2. Use virus induced gene silencing (VIGS) to assay the function of candidate resistance genes in response to Phytopthora sojae infection.
1b.Approach (from AD-416):
Our approach will identify candidate Phytophthora sojae resistance genes for Rps2, Rps3 and Rps8. We will leverage the Williams82 and PI 96983 genome sequences and use it to identify candidate genes from the resistant parents. Our approach will be to compare sequence from the Williams82 soybean genome and sequence from PI96983, which does not have an Rps gene in these regions, to sequence from lines with Rps2, Rps3 and Rps8. Real-time PCR will be used to monitor expression of candidate genes in resistant and susceptible parents following P. sojae infection. The function of expressed candidate resistance genes will be assayed using virus induced gene silencing to "turn off" resistance.
We have sequenced the Rps2 Phytophthora sojae (Phytophthora root and stem rot) resistance locus in the resistant parent L76-1988. This region, which spans ~370 kb, contains 25 candidate resistance genes. The corresponding region from the publicly available genome sequence (from a susceptible genotype) was also analyzed. While the gene content and gene order were conserved across the two lines, the susceptible line had only 22 candidate resistance genes. In order to narrow the number of candidate genes for Rps2 we used multiple sequence alignments to group related genes. The 25 candidate genes fell into four major groups. Working with collaborators we have developed Virus-Induced Gene Silencing (VIGS) constructs that should distinguish between groups. We are currently awaiting the delivery of the constructs.
In order to identify particular genes that could be conferring resistance, we have developed primers for use with quantitative Polymerase Chain Reaction (PCR). We would like to compare gene expression in the resistant line infected and mock infected with P. sojae. When used on genomic DNA, these primers amplified from all full-length resistance genes in the Rps2 region. When used for qPCR, sequencing of the PCR product should distinguish between differentially expressed genes. We are preparing to isolate RNA from infected plants to use in this experiment.

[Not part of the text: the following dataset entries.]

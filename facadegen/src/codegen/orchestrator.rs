//! Per-table generation loop

use std::fs;
use std::path::{Path, PathBuf};

use tracing::debug;

use super::paths::{GenerationTarget, PathResolver};
use super::progress::ProgressSink;
use super::renderer::SourceRenderer;
use crate::config::SourceEncoding;
use crate::error::{CodegenError, Result};
use crate::metadata::TableIdentifier;

/// Outcome of a generation run
#[derive(Debug, Default)]
pub struct RunResult {
    pub files_created: usize,
    pub files_skipped: usize,
    pub directories_created: usize,
    /// The error that stopped the run, if any
    pub first_error: Option<CodegenError>,
}

impl RunResult {
    pub fn is_success(&self) -> bool {
        self.first_error.is_none()
    }

    /// Turn a failed run into its error
    pub fn into_result(mut self) -> Result<Self> {
        match self.first_error.take() {
            Some(err) => Err(err),
            None => Ok(self),
        }
    }
}

/// Drives rendering and writing for a sequence of tables, one at a time
pub struct GenerationOrchestrator<'a> {
    resolver: &'a PathResolver<'a>,
    renderer: &'a dyn SourceRenderer,
    progress: &'a mut dyn ProgressSink,
    encoding: SourceEncoding,
    dry_run: bool,
}

impl<'a> GenerationOrchestrator<'a> {
    pub fn new(
        resolver: &'a PathResolver<'a>,
        renderer: &'a dyn SourceRenderer,
        progress: &'a mut dyn ProgressSink,
        encoding: SourceEncoding,
    ) -> Self {
        Self {
            resolver,
            renderer,
            progress,
            encoding,
            dry_run: false,
        }
    }

    /// Render without touching the filesystem
    pub fn dry_run(mut self, dry_run: bool) -> Self {
        self.dry_run = dry_run;
        self
    }

    /// Generate every table in order; the first failure stops the run
    pub fn generate(&mut self, tables: &[TableIdentifier], result: &mut RunResult) {
        for table in tables {
            let outcome = self
                .resolver
                .target(table)
                .and_then(|target| self.generate_target(&target, result));
            if let Err(err) = outcome {
                debug!("Generation stopped at {}: {}", table, err);
                result.first_error = Some(err);
                return;
            }
        }
    }

    fn generate_target(&mut self, target: &GenerationTarget, result: &mut RunResult) -> Result<()> {
        let GenerationTarget { table, destination } = target;
        self.progress.on_start(table);

        let existing = if destination.exists() {
            let content = self.load(destination)?;
            if self.renderer.is_current(table, &content)? {
                self.progress.on_skip(table);
                result.files_skipped += 1;
                return Ok(());
            }
            Some(content)
        } else {
            None
        };

        let source = self.renderer.render(table, existing.as_deref())?;
        let bytes = self
            .encoding
            .encode(&source)
            .map_err(|message| self.encoding_error(destination, "encode", message))?;

        if !self.dry_run {
            if let Some(parent) = destination.parent() {
                if !parent.exists() {
                    fs::create_dir_all(parent).map_err(|e| CodegenError::io(parent, e))?;
                    result.directories_created += 1;
                }
            }
            write_atomic(destination, &bytes)?;
        }

        self.progress.on_write(destination, bytes.len());
        result.files_created += 1;
        Ok(())
    }

    /// Read and decode an existing facade
    fn load(&self, path: &Path) -> Result<String> {
        let bytes = fs::read(path).map_err(|e| CodegenError::io(path, e))?;
        self.encoding
            .decode(&bytes)
            .map_err(|message| self.encoding_error(path, "decode", message))
    }

    fn encoding_error(&self, path: &Path, action: &'static str, message: String) -> CodegenError {
        CodegenError::EncodingError {
            path: path.to_path_buf(),
            action,
            encoding: self.encoding.name().to_string(),
            message,
        }
    }
}

/// Write through a sibling temp file so a half-written facade is never observed
fn write_atomic(path: &Path, content: &[u8]) -> Result<()> {
    let tmp = tmp_path(path);
    let written = fs::write(&tmp, content)
        .map_err(|e| CodegenError::io(&tmp, e))
        .and_then(|()| fs::rename(&tmp, path).map_err(|e| CodegenError::io(path, e)));
    if written.is_err() {
        // a failed write can leave a partial temp file behind
        let _ = fs::remove_file(&tmp);
    }
    written
}

fn tmp_path(path: &Path) -> PathBuf {
    match path.extension().and_then(|e| e.to_str()) {
        Some(ext) => path.with_extension(format!("{ext}.tmp")),
        None => path.with_extension("tmp"),
    }
}

#[cfg(test)]
mod tests {
    use super::*;
    use crate::codegen::naming::{CompilationUnitNamer, ModuleNameRule, SourceFileNamer};
    use crate::config::GeneratorConfig;

    /// Renders `// <table> v<version>` and fails on a chosen table
    struct StubRenderer {
        version: u32,
        fail_on: Option<&'static str>,
    }

    impl StubRenderer {
        fn new(version: u32) -> Self {
            Self {
                version,
                fail_on: None,
            }
        }
    }

    impl SourceRenderer for StubRenderer {
        fn file_extension(&self) -> &str {
            "rs"
        }

        fn is_current(&self, table: &TableIdentifier, existing: &str) -> Result<bool> {
            Ok(existing == format!("// {} v{}\n", table, self.version))
        }

        fn render(&self, table: &TableIdentifier, _existing: Option<&str>) -> Result<String> {
            if self.fail_on == Some(table.table()) {
                return Err(CodegenError::render(table, "boom"));
            }
            Ok(format!("// {} v{}\n", table, self.version))
        }
    }

    #[derive(Default)]
    struct RecordingProgress {
        events: Vec<String>,
    }

    impl ProgressSink for RecordingProgress {
        fn on_start(&mut self, table: &TableIdentifier) {
            self.events.push(format!("start {}", table));
        }

        fn on_skip(&mut self, table: &TableIdentifier) {
            self.events.push(format!("skip {}", table));
        }

        fn on_write(&mut self, path: &Path, byte_count: usize) {
            let name = path.file_name().unwrap().to_string_lossy();
            self.events.push(format!("write {} {}", name, byte_count));
        }
    }

    struct Fixture {
        _dir: tempfile::TempDir,
        config: GeneratorConfig,
        namer: SourceFileNamer,
    }

    impl Fixture {
        fn new() -> Self {
            let dir = tempfile::tempdir().unwrap();
            let mut config = GeneratorConfig::new("db.facades", &["a"]);
            config.output_dir = dir.path().to_path_buf();
            Self {
                _dir: dir,
                config,
                namer: SourceFileNamer::new("rs"),
            }
        }

        fn run(
            &self,
            renderer: &dyn SourceRenderer,
            tables: &[&str],
            encoding: SourceEncoding,
            dry_run: bool,
        ) -> (RunResult, Vec<String>) {
            let resolver = PathResolver::new(&self.config, &ModuleNameRule, &self.namer);
            let tables: Vec<TableIdentifier> = tables.iter().map(|t| t.parse().unwrap()).collect();
            let mut progress = RecordingProgress::default();
            let mut result = RunResult::default();
            GenerationOrchestrator::new(&resolver, renderer, &mut progress, encoding)
                .dry_run(dry_run)
                .generate(&tables, &mut result);
            (result, progress.events)
        }

        fn path(&self, table: &str) -> PathBuf {
            self.config
                .output_dir
                .join("db/facades/a")
                .join(format!("{}.rs", table))
        }
    }

    #[test]
    fn test_creates_then_skips() {
        let fixture = Fixture::new();
        let renderer = StubRenderer::new(1);

        let (result, events) = fixture.run(&renderer, &["a.t1", "a.t2"], SourceEncoding::Utf8, false);
        assert!(result.is_success());
        assert_eq!(result.files_created, 2);
        assert_eq!(result.directories_created, 1);
        assert_eq!(
            events,
            vec!["start a.t1", "write t1.rs 11", "start a.t2", "write t2.rs 11"]
        );
        assert_eq!(fs::read_to_string(fixture.path("t1")).unwrap(), "// a.t1 v1\n");

        let (result, events) = fixture.run(&renderer, &["a.t1", "a.t2"], SourceEncoding::Utf8, false);
        assert_eq!(result.files_created, 0);
        assert_eq!(result.files_skipped, 2);
        assert_eq!(events, vec!["start a.t1", "skip a.t1", "start a.t2", "skip a.t2"]);
    }

    #[test]
    fn test_outdated_file_is_rewritten() {
        let fixture = Fixture::new();
        fixture.run(&StubRenderer::new(1), &["a.t1"], SourceEncoding::Utf8, false);

        let (result, _) = fixture.run(&StubRenderer::new(2), &["a.t1"], SourceEncoding::Utf8, false);
        assert_eq!(result.files_created, 1);
        assert_eq!(result.directories_created, 0);
        assert_eq!(fs::read_to_string(fixture.path("t1")).unwrap(), "// a.t1 v2\n");
        assert!(!fixture.path("t1").with_extension("rs.tmp").exists());
    }

    #[test]
    fn test_failure_stops_the_run() {
        let fixture = Fixture::new();
        let mut renderer = StubRenderer::new(1);
        renderer.fail_on = Some("t3");

        let (result, _) = fixture.run(
            &renderer,
            &["a.t1", "a.t2", "a.t3", "a.t4", "a.t5"],
            SourceEncoding::Utf8,
            false,
        );
        assert_eq!(result.files_created, 2);
        assert!(matches!(result.first_error, Some(CodegenError::RenderError { .. })));
        assert!(fixture.path("t1").exists());
        assert!(fixture.path("t2").exists());
        assert!(!fixture.path("t4").exists());
        assert!(!fixture.path("t5").exists());
        assert!(result.into_result().is_err());
    }

    #[test]
    fn test_dry_run_writes_nothing() {
        let fixture = Fixture::new();
        let (result, events) = fixture.run(&StubRenderer::new(1), &["a.t1"], SourceEncoding::Utf8, true);
        assert_eq!(result.files_created, 1);
        assert_eq!(result.directories_created, 0);
        assert_eq!(events, vec!["start a.t1", "write t1.rs 11"]);
        assert!(!fixture.path("t1").parent().unwrap().exists());
    }

    #[test]
    fn test_encoding_is_applied() {
        let fixture = Fixture::new();
        let (result, _) = fixture.run(&StubRenderer::new(1), &["a.t1"], SourceEncoding::Utf16Le, false);
        assert!(result.is_success());
        let bytes = fs::read(fixture.path("t1")).unwrap();
        assert_eq!(bytes.len(), 22);
        assert_eq!(
            SourceEncoding::Utf16Le.decode(&bytes).unwrap(),
            "// a.t1 v1\n"
        );

        // decoding the same file as ASCII fails and stops the run
        std::fs::write(fixture.path("t1"), [0xFFu8, 0xFE]).unwrap();
        let (result, _) = fixture.run(&StubRenderer::new(1), &["a.t1"], SourceEncoding::Ascii, false);
        assert!(matches!(result.first_error, Some(CodegenError::EncodingError { .. })));
    }

    #[test]
    fn test_utf16_files_carry_a_byte_order_mark() {
        let fixture = Fixture::new();
        fixture.run(&StubRenderer::new(1), &["a.t1"], SourceEncoding::Utf16, false);
        let bytes = fs::read(fixture.path("t1")).unwrap();
        assert_eq!(&bytes[..4], &[0xFE, 0xFF, 0, b'/']);

        let (result, _) = fixture.run(&StubRenderer::new(1), &["a.t1"], SourceEncoding::Utf16, false);
        assert_eq!(result.files_skipped, 1);
    }

    #[test]
    fn test_failed_rename_removes_temp_file() {
        let dir = tempfile::tempdir().unwrap();
        let destination = dir.path().join("t1.rs");
        fs::create_dir(&destination).unwrap();
        fs::write(destination.join("keep"), "x").unwrap();

        let err = write_atomic(&destination, b"// a.t1 v1\n").unwrap_err();
        assert!(matches!(err, CodegenError::PathIo { ref path, .. } if *path == destination));
        assert!(!dir.path().join("t1.rs.tmp").exists());
        assert!(destination.join("keep").exists());
    }

    #[test]
    fn test_failed_write_reports_temp_path() {
        let dir = tempfile::tempdir().unwrap();
        let destination = dir.path().join("missing/t1.rs");

        let err = write_atomic(&destination, b"// a.t1 v1\n").unwrap_err();
        assert!(matches!(err, CodegenError::PathIo { ref path, .. } if path.ends_with("t1.rs.tmp")));
        assert!(!dir.path().join("missing").exists());
    }

    struct EscapingNamer;

    impl CompilationUnitNamer for EscapingNamer {
        fn extension(&self) -> &str {
            "rs"
        }

        fn unit_name(&self, table: &str) -> String {
            format!("../../{}.rs", table)
        }
    }

    #[test]
    fn test_destination_outside_package_is_refused() {
        let fixture = Fixture::new();
        let resolver = PathResolver::new(&fixture.config, &ModuleNameRule, &EscapingNamer);
        let tables: Vec<TableIdentifier> = vec!["a.t1".parse().unwrap()];
        let renderer = StubRenderer::new(1);
        let mut progress = RecordingProgress::default();
        let mut result = RunResult::default();

        GenerationOrchestrator::new(&resolver, &renderer, &mut progress, SourceEncoding::Utf8)
            .generate(&tables, &mut result);

        assert!(matches!(result.first_error, Some(CodegenError::InvalidFacadePath(_))));
        assert_eq!(result.files_created, 0);
        assert!(progress.events.is_empty());
        assert!(!fixture.config.output_dir.join("db/t1.rs").exists());
    }
}
//! Error types for facadegen

use std::path::PathBuf;

use thiserror::Error;

/// Result type alias for facadegen operations
pub type Result<T> = std::result::Result<T, CodegenError>;

/// Errors that can occur during facade generation
#[derive(Error, Debug)]
pub enum CodegenError {
    #[error("Failed to parse SQL schema: {0}")]
    ParseError(String),

    #[error("Configuration error: {0}")]
    ConfigError(String),

    #[error("Validation error: {0}")]
    ValidationError(String),

    /// Schema introspection failed for a configured schema or table
    #[error("Metadata error: {0}")]
    MetadataError(String),

    /// A formatter could not make sense of rendered source
    #[error("Failed to format generated code: {0}")]
    FormatError(String),

    #[error("Render error for {table}: {message}")]
    RenderError { table: String, message: String },

    #[error("IO error on {}: {source}", path.display())]
    PathIo {
        path: PathBuf,
        #[source]
        source: std::io::Error,
    },

    #[error("IO error: {0}")]
    IoError(#[from] std::io::Error),

    #[error("Cannot {action} {} as {encoding}: {message}", path.display())]
    EncodingError {
        path: PathBuf,
        action: &'static str,
        encoding: String,
        message: String,
    },

    #[error("Invalid table name: {0}")]
    InvalidTableName(String),

    /// Path was not produced by the path resolver
    #[error("Not a facade path: {}", .0.display())]
    InvalidFacadePath(PathBuf),
}

impl CodegenError {
    /// Wrap an IO error with the path it happened on
    pub fn io(path: impl Into<PathBuf>, source: std::io::Error) -> Self {
        CodegenError::PathIo {
            path: path.into(),
            source,
        }
    }

    /// Build a render error for a table
    pub fn render(table: impl ToString, message: impl Into<String>) -> Self {
        CodegenError::RenderError {
            table: table.to_string(),
            message: message.into(),
        }
    }
}

impl From<sqlparser::parser::ParserError> for CodegenError {
    fn from(err: sqlparser::parser::ParserError) -> Self {
        CodegenError::ParseError(err.to_string())
    }
}

impl From<config::ConfigError> for CodegenError {
    fn from(err: config::ConfigError) -> Self {
        CodegenError::ConfigError(err.to_string())
    }
}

In addition to identifying candidate resistance genes, we have also been focused on modifying the VIGS protocol for use with P. sojae. Ideally, we would like to infect resistant plants with the VIGS vectors two weeks prior to infection with P. sojae. Using the existing VIGS protocol, plants would be infected too late with P. sojae and could out grow the disease. Therefore, we are exploring a vascular puncture inoculation (VPI) protocol for infecting seeds with the VIGS vectors. Using a vector overexpressing green fluorescent protein (GFP), we were able to confirm virus infection as early as 14 days, which would be an ideal time to infect with P. sojae. However, results have been inconsistent. We are trying a number of methods to improve the VPI protocol for use with soybean and VIGS.